** WHAT THE EXERCISE ASKS **
Lines from the top of the entries through the line that has "use serde_json::json;" must be duplicated exactly, and no others.

** DATA FOR PROCESSING **
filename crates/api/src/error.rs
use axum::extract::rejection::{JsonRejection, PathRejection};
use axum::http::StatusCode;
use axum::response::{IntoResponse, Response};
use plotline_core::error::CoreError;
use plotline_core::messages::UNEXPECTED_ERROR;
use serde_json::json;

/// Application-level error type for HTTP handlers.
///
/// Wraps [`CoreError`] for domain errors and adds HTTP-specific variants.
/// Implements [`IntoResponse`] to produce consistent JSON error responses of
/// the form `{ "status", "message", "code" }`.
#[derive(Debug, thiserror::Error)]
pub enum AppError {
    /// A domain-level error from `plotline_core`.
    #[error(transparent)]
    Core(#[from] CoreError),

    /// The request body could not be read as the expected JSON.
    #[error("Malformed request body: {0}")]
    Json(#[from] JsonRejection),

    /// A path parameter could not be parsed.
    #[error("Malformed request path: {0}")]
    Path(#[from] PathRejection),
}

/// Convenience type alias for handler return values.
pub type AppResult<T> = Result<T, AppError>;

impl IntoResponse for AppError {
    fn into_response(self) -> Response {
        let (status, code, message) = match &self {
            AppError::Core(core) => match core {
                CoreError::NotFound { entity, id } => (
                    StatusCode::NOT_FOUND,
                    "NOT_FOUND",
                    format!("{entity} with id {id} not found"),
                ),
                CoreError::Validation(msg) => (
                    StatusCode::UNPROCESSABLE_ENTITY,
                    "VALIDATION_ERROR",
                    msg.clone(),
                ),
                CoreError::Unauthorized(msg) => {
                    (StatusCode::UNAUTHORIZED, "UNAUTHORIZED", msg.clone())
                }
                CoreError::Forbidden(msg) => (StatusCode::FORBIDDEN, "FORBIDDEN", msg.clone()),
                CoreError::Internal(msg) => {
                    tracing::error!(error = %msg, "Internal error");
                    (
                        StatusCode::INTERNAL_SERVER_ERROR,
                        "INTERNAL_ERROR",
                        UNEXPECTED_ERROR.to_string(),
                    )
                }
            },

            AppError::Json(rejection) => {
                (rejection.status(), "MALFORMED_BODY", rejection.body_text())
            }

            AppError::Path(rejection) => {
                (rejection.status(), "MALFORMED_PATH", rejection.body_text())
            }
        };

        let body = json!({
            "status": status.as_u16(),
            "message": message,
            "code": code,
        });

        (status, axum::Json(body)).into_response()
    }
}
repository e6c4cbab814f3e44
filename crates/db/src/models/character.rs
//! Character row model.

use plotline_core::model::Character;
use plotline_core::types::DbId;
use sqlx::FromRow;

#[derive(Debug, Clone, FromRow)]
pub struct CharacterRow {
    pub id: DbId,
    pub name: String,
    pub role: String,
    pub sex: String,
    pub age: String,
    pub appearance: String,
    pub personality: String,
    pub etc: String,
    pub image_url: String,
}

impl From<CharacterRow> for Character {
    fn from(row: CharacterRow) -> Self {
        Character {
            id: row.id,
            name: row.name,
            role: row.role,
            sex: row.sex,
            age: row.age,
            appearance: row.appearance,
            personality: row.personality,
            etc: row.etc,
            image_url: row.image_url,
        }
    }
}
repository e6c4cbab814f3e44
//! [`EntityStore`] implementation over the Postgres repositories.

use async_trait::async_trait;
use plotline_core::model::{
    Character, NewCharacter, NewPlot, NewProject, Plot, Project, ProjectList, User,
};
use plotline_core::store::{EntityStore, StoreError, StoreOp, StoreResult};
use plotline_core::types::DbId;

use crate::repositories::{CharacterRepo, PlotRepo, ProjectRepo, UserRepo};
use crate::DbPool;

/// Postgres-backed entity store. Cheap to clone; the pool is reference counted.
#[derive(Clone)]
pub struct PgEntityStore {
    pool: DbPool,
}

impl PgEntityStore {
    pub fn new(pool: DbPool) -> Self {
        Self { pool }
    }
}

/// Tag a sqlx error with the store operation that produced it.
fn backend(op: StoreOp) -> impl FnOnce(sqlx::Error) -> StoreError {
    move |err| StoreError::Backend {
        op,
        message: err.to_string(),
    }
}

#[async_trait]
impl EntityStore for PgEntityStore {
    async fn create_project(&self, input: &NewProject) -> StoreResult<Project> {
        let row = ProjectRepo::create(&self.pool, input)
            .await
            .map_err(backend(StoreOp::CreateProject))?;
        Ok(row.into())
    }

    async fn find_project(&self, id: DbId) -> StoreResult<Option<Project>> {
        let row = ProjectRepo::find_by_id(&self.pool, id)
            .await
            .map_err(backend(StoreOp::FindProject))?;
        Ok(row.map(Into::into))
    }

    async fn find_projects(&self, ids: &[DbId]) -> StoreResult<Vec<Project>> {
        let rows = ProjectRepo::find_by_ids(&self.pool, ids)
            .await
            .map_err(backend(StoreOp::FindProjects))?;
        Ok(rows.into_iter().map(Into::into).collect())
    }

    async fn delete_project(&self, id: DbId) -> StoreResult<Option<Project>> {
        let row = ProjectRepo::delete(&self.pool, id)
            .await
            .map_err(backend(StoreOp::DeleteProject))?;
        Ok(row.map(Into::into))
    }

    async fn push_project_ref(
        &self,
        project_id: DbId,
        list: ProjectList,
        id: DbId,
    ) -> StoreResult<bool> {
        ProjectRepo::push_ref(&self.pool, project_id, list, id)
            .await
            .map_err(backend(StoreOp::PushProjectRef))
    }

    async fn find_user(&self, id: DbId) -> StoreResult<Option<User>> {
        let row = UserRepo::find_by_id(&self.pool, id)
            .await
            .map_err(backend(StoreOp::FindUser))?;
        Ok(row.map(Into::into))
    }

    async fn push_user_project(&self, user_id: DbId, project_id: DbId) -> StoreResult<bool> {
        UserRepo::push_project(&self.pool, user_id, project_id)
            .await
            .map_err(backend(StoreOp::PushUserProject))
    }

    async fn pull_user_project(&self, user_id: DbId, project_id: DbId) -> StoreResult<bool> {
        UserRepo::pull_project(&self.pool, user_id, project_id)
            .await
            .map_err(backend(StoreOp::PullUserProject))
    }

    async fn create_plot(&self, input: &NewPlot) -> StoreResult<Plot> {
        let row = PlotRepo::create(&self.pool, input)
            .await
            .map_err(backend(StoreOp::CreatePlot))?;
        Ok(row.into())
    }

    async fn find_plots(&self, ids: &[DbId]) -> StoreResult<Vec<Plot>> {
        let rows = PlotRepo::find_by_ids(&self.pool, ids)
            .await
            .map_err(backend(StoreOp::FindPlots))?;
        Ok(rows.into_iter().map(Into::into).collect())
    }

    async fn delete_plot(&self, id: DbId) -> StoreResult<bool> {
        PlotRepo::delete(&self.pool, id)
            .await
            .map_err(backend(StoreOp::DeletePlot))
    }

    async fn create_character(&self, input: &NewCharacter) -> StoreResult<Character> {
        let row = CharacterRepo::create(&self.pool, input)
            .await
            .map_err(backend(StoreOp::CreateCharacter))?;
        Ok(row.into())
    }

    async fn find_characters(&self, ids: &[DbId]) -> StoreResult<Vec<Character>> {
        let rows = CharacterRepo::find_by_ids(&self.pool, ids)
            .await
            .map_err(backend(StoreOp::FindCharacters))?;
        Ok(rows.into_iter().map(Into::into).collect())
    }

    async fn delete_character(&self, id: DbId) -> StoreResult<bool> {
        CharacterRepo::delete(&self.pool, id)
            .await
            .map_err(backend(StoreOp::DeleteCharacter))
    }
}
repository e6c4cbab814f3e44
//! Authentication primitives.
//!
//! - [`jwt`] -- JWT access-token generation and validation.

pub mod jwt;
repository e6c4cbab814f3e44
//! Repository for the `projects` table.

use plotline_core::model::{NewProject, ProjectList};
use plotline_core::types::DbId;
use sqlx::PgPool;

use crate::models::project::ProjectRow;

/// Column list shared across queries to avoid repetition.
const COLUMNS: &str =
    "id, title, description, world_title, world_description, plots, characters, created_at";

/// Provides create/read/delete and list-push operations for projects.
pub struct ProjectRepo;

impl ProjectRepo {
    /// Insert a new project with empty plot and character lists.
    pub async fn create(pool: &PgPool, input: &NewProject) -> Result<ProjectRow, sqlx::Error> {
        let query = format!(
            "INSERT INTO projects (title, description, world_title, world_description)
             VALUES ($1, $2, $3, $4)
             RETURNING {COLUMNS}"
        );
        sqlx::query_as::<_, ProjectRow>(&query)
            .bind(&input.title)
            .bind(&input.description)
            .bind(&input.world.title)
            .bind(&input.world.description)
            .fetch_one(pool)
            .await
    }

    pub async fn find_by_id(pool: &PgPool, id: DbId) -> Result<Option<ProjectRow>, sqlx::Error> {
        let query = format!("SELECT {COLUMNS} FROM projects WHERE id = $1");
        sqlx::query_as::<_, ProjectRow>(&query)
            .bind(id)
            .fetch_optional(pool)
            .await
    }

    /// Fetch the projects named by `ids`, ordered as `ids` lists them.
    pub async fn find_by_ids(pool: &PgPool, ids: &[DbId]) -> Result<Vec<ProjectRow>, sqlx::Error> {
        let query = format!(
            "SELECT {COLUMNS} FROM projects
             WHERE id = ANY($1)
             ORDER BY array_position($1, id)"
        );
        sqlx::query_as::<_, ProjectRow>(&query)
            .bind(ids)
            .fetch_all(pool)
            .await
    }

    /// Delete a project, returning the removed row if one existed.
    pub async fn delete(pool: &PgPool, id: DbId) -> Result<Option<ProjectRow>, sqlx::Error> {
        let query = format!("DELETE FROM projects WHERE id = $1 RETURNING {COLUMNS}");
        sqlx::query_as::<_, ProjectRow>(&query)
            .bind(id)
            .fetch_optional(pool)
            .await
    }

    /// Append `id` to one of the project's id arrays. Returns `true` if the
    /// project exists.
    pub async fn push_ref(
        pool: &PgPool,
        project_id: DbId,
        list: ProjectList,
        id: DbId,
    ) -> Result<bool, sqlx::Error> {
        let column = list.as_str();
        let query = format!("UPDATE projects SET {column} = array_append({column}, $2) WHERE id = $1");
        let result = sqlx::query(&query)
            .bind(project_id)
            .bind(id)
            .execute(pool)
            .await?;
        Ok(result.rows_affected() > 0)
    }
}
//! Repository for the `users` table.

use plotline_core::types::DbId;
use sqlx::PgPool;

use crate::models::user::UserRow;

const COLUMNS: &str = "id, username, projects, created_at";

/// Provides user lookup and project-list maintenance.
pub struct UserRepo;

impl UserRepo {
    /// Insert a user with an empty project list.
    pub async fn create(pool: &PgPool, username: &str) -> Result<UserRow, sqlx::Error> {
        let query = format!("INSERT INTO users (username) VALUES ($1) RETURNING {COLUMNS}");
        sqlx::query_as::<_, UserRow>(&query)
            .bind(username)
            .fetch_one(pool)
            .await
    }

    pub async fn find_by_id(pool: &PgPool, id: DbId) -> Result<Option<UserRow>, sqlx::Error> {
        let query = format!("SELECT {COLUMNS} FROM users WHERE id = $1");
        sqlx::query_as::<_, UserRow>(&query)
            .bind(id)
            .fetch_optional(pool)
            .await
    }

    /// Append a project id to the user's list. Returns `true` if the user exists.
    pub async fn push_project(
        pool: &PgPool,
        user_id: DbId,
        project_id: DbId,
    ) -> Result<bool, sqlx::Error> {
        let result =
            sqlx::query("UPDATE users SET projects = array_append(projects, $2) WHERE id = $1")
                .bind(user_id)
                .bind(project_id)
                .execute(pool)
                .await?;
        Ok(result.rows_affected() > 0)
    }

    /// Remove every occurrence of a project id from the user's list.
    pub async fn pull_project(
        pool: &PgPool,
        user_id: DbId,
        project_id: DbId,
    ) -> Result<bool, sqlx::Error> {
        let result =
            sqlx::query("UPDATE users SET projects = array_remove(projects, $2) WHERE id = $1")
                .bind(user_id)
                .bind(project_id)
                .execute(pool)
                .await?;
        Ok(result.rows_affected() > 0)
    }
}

** THE ANSWER **
filename crates/api/src/error.rs
use axum::extract::rejection::{JsonRejection, PathRejection};
use axum::http::StatusCode;
use axum::response::{IntoResponse, Response};
use plotline_core::error::CoreError;
use plotline_core::messages::UNEXPECTED_ERROR;
use serde_json::json;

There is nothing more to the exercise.